Мама знала наизусть «Евгения Онегина» и очень любила «Элегию» Масне в исполнении Шаляпина. Она не умела врать. И у нее был очень высокий уровень сознания. Как мне кажется, недоиспользованный. Она защитила докторскую диссертацию и руководила отделом. Однажды я пришла к ней на работу и увидела – огромное безлюдное помещение, все столы пустые, только один завален толстыми папками. И никого за ними не видно. Я испуганно окликнула:
– Мама?
Из-за папок раздалось:
– Да, Ириш, я тут.
Это она за весь отдел, отправленный на картошку, обрабатывала отчеты. Как начальник.
И все домашние проблемы, устройства детей, получения квартир, переезды, быт – были на ней. Но обеды, например, они готовили по принципу кто раньше придет домой. Папа хоть и умел работать и руками, и головой, но был погружен в науку, в преподавание. А мама все успевала. И даже французский выучить. Решила и выучила.
Она очень вкусно готовила. Борщ, баклажаны, перцы и пироги с капустой. Уже во взрослом состоянии я попросила: научи меня, пожалуйста, делать борщ, щи и фарш для пирогов. Сырое тесто я в детстве таскала со стола: сидела на корточках и ждала, когда мамины ноги переместятся подальше, чтобы нащупать кусочек и быстро проглотить. С тестом я так и не научилась обращаться, научилась сестра. Но ведь тесто сейчас можно купить. А капустный фарш делать умею. И пироги пеку вкусные. Так говорят.
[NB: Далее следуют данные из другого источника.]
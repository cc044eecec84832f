use crate::error::InvalidInput;
use crate::indices::RowIndex;
use crate::Solution;
use log::debug;
use rustc_hash::{FxHashMap, FxHashSet};
use std::hash::Hash;

/// A validated exact cover problem: a universe of distinct elements and
/// a collection of named subsets of that universe.
///
/// The contents are immutable once [`ProblemData::new`] succeeds, and both
/// incidence structures ([`LinkedMatrix`] and [`SetMatrix`]) borrow them
/// for the duration of a search.
///
/// [`LinkedMatrix`]: crate::LinkedMatrix
/// [`SetMatrix`]: crate::SetMatrix
#[derive(Debug, Clone)]
pub struct ProblemData<E, S> {
    /// The elements to be covered, in the order given by the caller.
    universe: Vec<E>,
    /// The subset identifiers, in the order given by the caller.
    ids: Vec<S>,
    /// The elements of each subset.
    subsets: Vec<Vec<E>>,
    /// The position in `universe` of each element of each subset. This table
    /// is filled in during validation, so that the incidence structures can
    /// find the column of an element in constant time.
    positions: Vec<Vec<usize>>,
    /// The row of every subset identifier.
    rows: FxHashMap<S, RowIndex>,
}

impl<E, S> ProblemData<E, S>
where
    E: Hash + Eq,
    S: Hash + Eq + Clone,
{
    /// Validates a universe and a collection of `(id, subset)` pairs.
    ///
    /// Validation happens eagerly and completely before anything else is
    /// built. It fails if the universe or the collection is empty, if the
    /// universe has duplicate elements, if two subsets share an identifier,
    /// or if some subset is empty, repeats an element, or mentions an
    /// element that is not in the universe.
    ///
    /// # Examples
    ///
    /// ```
    /// use exact_cover_solver::{InvalidInput, ProblemData};
    ///
    /// let problem = ProblemData::new(1..=3, [('a', vec![1, 2]), ('b', vec![3])]);
    /// assert!(problem.is_ok());
    ///
    /// let problem = ProblemData::new(1..=3, [('a', vec![1, 4])]);
    /// assert_eq!(
    ///     problem.unwrap_err(),
    ///     InvalidInput::UnknownElement { subset: 0, position: 1 }
    /// );
    /// ```
    pub fn new<U, C, T>(universe: U, collection: C) -> Result<Self, InvalidInput>
    where
        U: IntoIterator<Item = E>,
        C: IntoIterator<Item = (S, T)>,
        T: IntoIterator<Item = E>,
    {
        let universe: Vec<E> = universe.into_iter().collect();
        if universe.is_empty() {
            return Err(InvalidInput::EmptyUniverse);
        }
        let mut columns = FxHashMap::default();
        columns.reserve(universe.len());
        for (position, element) in universe.iter().enumerate() {
            if columns.insert(element, position).is_some() {
                return Err(InvalidInput::DuplicateElement { position });
            }
        }

        let mut ids = Vec::new();
        let mut subsets = Vec::new();
        let mut positions = Vec::new();
        let mut rows = FxHashMap::default();
        let mut seen = FxHashSet::default();
        for (row, (id, subset)) in collection.into_iter().enumerate() {
            if rows.insert(id.clone(), row).is_some() {
                return Err(InvalidInput::DuplicateSubsetId { subset: row });
            }
            let subset: Vec<E> = subset.into_iter().collect();
            if subset.is_empty() {
                return Err(InvalidInput::EmptySubset { subset: row });
            }
            seen.clear();
            let mut row_positions = Vec::with_capacity(subset.len());
            for (position, element) in subset.iter().enumerate() {
                let &column = columns.get(element).ok_or(InvalidInput::UnknownElement {
                    subset: row,
                    position,
                })?;
                if !seen.insert(column) {
                    return Err(InvalidInput::DuplicateSubsetElement {
                        subset: row,
                        position,
                    });
                }
                row_positions.push(column);
            }
            ids.push(id);
            subsets.push(subset);
            positions.push(row_positions);
        }
        if subsets.is_empty() {
            return Err(InvalidInput::EmptyCollection);
        }

        debug!(
            "validated exact cover problem with {} elements and {} subsets",
            universe.len(),
            subsets.len()
        );
        Ok(Self {
            universe,
            ids,
            subsets,
            positions,
            rows,
        })
    }

    /// Returns the elements of the subset with the given identifier, if any.
    pub fn subset(&self, id: &S) -> Option<&[E]> {
        self.rows.get(id).map(|&row| self.subsets[row].as_slice())
    }

    /// Iterates over the contents of the subsets chosen by a solution, in
    /// the order in which they appear in the solution. Identifiers that are
    /// not part of this problem are skipped.
    pub fn subsets_of<'a>(
        &'a self,
        solution: &'a Solution<S>,
    ) -> impl Iterator<Item = (&'a S, &'a [E])> + 'a {
        solution
            .iter()
            .filter_map(move |id| self.subset(id).map(|subset| (id, subset)))
    }

    /// Returns whether the subsets named by `solution` partition the universe,
    /// that is, whether every element is covered by exactly one of them.
    pub fn is_exact_cover(&self, solution: &Solution<S>) -> bool {
        let mut covered = vec![false; self.universe.len()];
        for id in solution.iter() {
            let Some(&row) = self.rows.get(id) else {
                return false;
            };
            for &column in &self.positions[row] {
                if std::mem::replace(&mut covered[column], true) {
                    return false; // The element is covered twice.
                }
            }
        }
        covered.into_iter().all(|c| c)
    }
}

impl<E, S> ProblemData<E, S> {
    /// Returns the elements to be covered.
    pub fn universe(&self) -> &[E] {
        &self.universe
    }

    /// Returns the number of subsets in the collection.
    pub fn subset_count(&self) -> usize {
        self.subsets.len()
    }

    /// Iterates over the `(id, subset)` pairs of the collection, in the order
    /// in which they were given.
    pub fn subsets(&self) -> impl Iterator<Item = (&S, &[E])> {
        self.ids
            .iter()
            .zip(self.subsets.iter().map(Vec::as_slice))
    }

    /// Returns the total number of element occurrences across all subsets,
    /// which is the number of data nodes in a [`LinkedMatrix`].
    ///
    /// [`LinkedMatrix`]: crate::LinkedMatrix
    pub fn occurrences(&self) -> usize {
        self.positions.iter().map(Vec::len).sum()
    }

    /// Returns the subset identifiers, indexed by row.
    pub(crate) fn ids(&self) -> &[S] {
        &self.ids
    }

    /// Returns the universe positions of the elements of the subset at the
    /// given row, in the order in which the subset lists them.
    ///
    /// # Panics
    ///
    /// This function panics if the row is out of bounds.
    pub(crate) fn positions(&self, row: RowIndex) -> &[usize] {
        &self.positions[row]
    }
}

#[cfg(test)]
mod tests {
    use super::*;

    fn knuth() -> ProblemData<u8, char> {
        ProblemData::new(
            1..=7,
            [
                ('A', vec![1, 4, 7]),
                ('B', vec![1, 4]),
                ('C', vec![4, 5, 7]),
                ('D', vec![3, 5, 6]),
                ('E', vec![2, 3, 6, 7]),
                ('F', vec![2, 7]),
            ],
        )
        .unwrap()
    }

    #[test]
    fn accepts_valid_problem() {
        let problem = knuth();
        assert_eq!(problem.universe(), &[1, 2, 3, 4, 5, 6, 7]);
        assert_eq!(problem.subset_count(), 6);
        assert_eq!(problem.occurrences(), 17);
        assert_eq!(problem.subset(&'E'), Some(&[2, 3, 6, 7][..]));
        assert_eq!(problem.subset(&'Z'), None);
        assert_eq!(problem.positions(4), &[1, 2, 5, 6]);
        assert_eq!(problem.ids()[3], 'D');
    }

    #[test]
    fn accepts_string_elements() {
        let problem = ProblemData::new(
            ["Make", "Pera", "Mä"],
            [
                ("1st", vec!["Make", "Pera"]),
                ("2nd", vec!["Pera", "Mä"]),
                ("3rd", vec!["Mä", "Make"]),
            ],
        )
        .unwrap();
        let ids: Vec<_> = problem.subsets().map(|(id, _)| *id).collect();
        assert_eq!(ids, ["1st", "2nd", "3rd"]);
        assert_eq!(problem.positions(2), &[2, 0]);
    }

    #[test]
    fn rejects_empty_universe() {
        let problem = ProblemData::new(Vec::<u8>::new(), [(0, vec![1])]);
        assert_eq!(problem.unwrap_err(), InvalidInput::EmptyUniverse);
    }

    #[test]
    fn rejects_empty_collection() {
        let problem = ProblemData::<u8, u8>::new([1, 2], Vec::<(u8, Vec<u8>)>::new());
        assert_eq!(problem.unwrap_err(), InvalidInput::EmptyCollection);
    }

    #[test]
    fn rejects_duplicate_universe_elements() {
        let problem = ProblemData::new([1, 2, 3, 2], [(0, vec![1])]);
        assert_eq!(
            problem.unwrap_err(),
            InvalidInput::DuplicateElement { position: 3 }
        );
    }

    #[test]
    fn rejects_duplicate_subset_ids() {
        let problem = ProblemData::new([1, 2], [('x', vec![1]), ('y', vec![2]), ('x', vec![2])]);
        assert_eq!(
            problem.unwrap_err(),
            InvalidInput::DuplicateSubsetId { subset: 2 }
        );
    }

    #[test]
    fn rejects_empty_subsets() {
        let problem = ProblemData::new([1, 2], [(0, vec![1, 2]), (1, vec![])]);
        assert_eq!(problem.unwrap_err(), InvalidInput::EmptySubset { subset: 1 });
    }

    #[test]
    fn rejects_duplicate_subset_elements() {
        let problem = ProblemData::new([1, 2, 3], [(0, vec![3, 1, 3])]);
        assert_eq!(
            problem.unwrap_err(),
            InvalidInput::DuplicateSubsetElement {
                subset: 0,
                position: 2
            }
        );
    }

    #[test]
    fn rejects_elements_outside_universe() {
        let problem = ProblemData::new([1, 2, 3], [(0, vec![1]), (1, vec![2, 9])]);
        assert_eq!(
            problem.unwrap_err(),
            InvalidInput::UnknownElement {
                subset: 1,
                position: 1
            }
        );
    }

    #[test]
    fn checks_partition_property() {
        let problem = knuth();
        assert!(problem.is_exact_cover(&Solution::new(vec!['B', 'D', 'F'])));
        assert!(problem.is_exact_cover(&Solution::new(vec!['F', 'B', 'D'])));
        // Element 4 is covered twice.
        assert!(!problem.is_exact_cover(&Solution::new(vec!['A', 'B', 'D', 'F'])));
        // Elements 2 and 7 are not covered.
        assert!(!problem.is_exact_cover(&Solution::new(vec!['B', 'D'])));
        assert!(!problem.is_exact_cover(&Solution::new(vec!['B', 'D', 'Q'])));
    }

    #[test]
    fn translates_solutions_into_subsets() {
        let problem = knuth();
        let solution = Solution::new(vec!['B', 'F', 'D']);
        let subsets: Vec<_> = problem.subsets_of(&solution).collect();
        assert_eq!(
            subsets,
            [
                (&'B', &[1, 4][..]),
                (&'F', &[2, 7][..]),
                (&'D', &[3, 5, 6][..])
            ]
        );
    }
}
По поводу того, чем занимались родители, у меня было своеобразное представление. Я понимала, что такое Уфа. Если мама едет в Уфу, в командировку, значит, привезет мед. Все дети приносили в школу гербарии, а я – коллекцию из камней, где светились перит, горный хрусталь, кусочек малахита. Потом уже, когда брат стал геологом и двоюродные сестры одна и вторая, я уже больше понимала. И тоже хотела путешествовать. Причем, мне хотелось объединить геологию с археологией: как будто я ищу нефть и газ, а натыкаюсь на древнюю гробницу.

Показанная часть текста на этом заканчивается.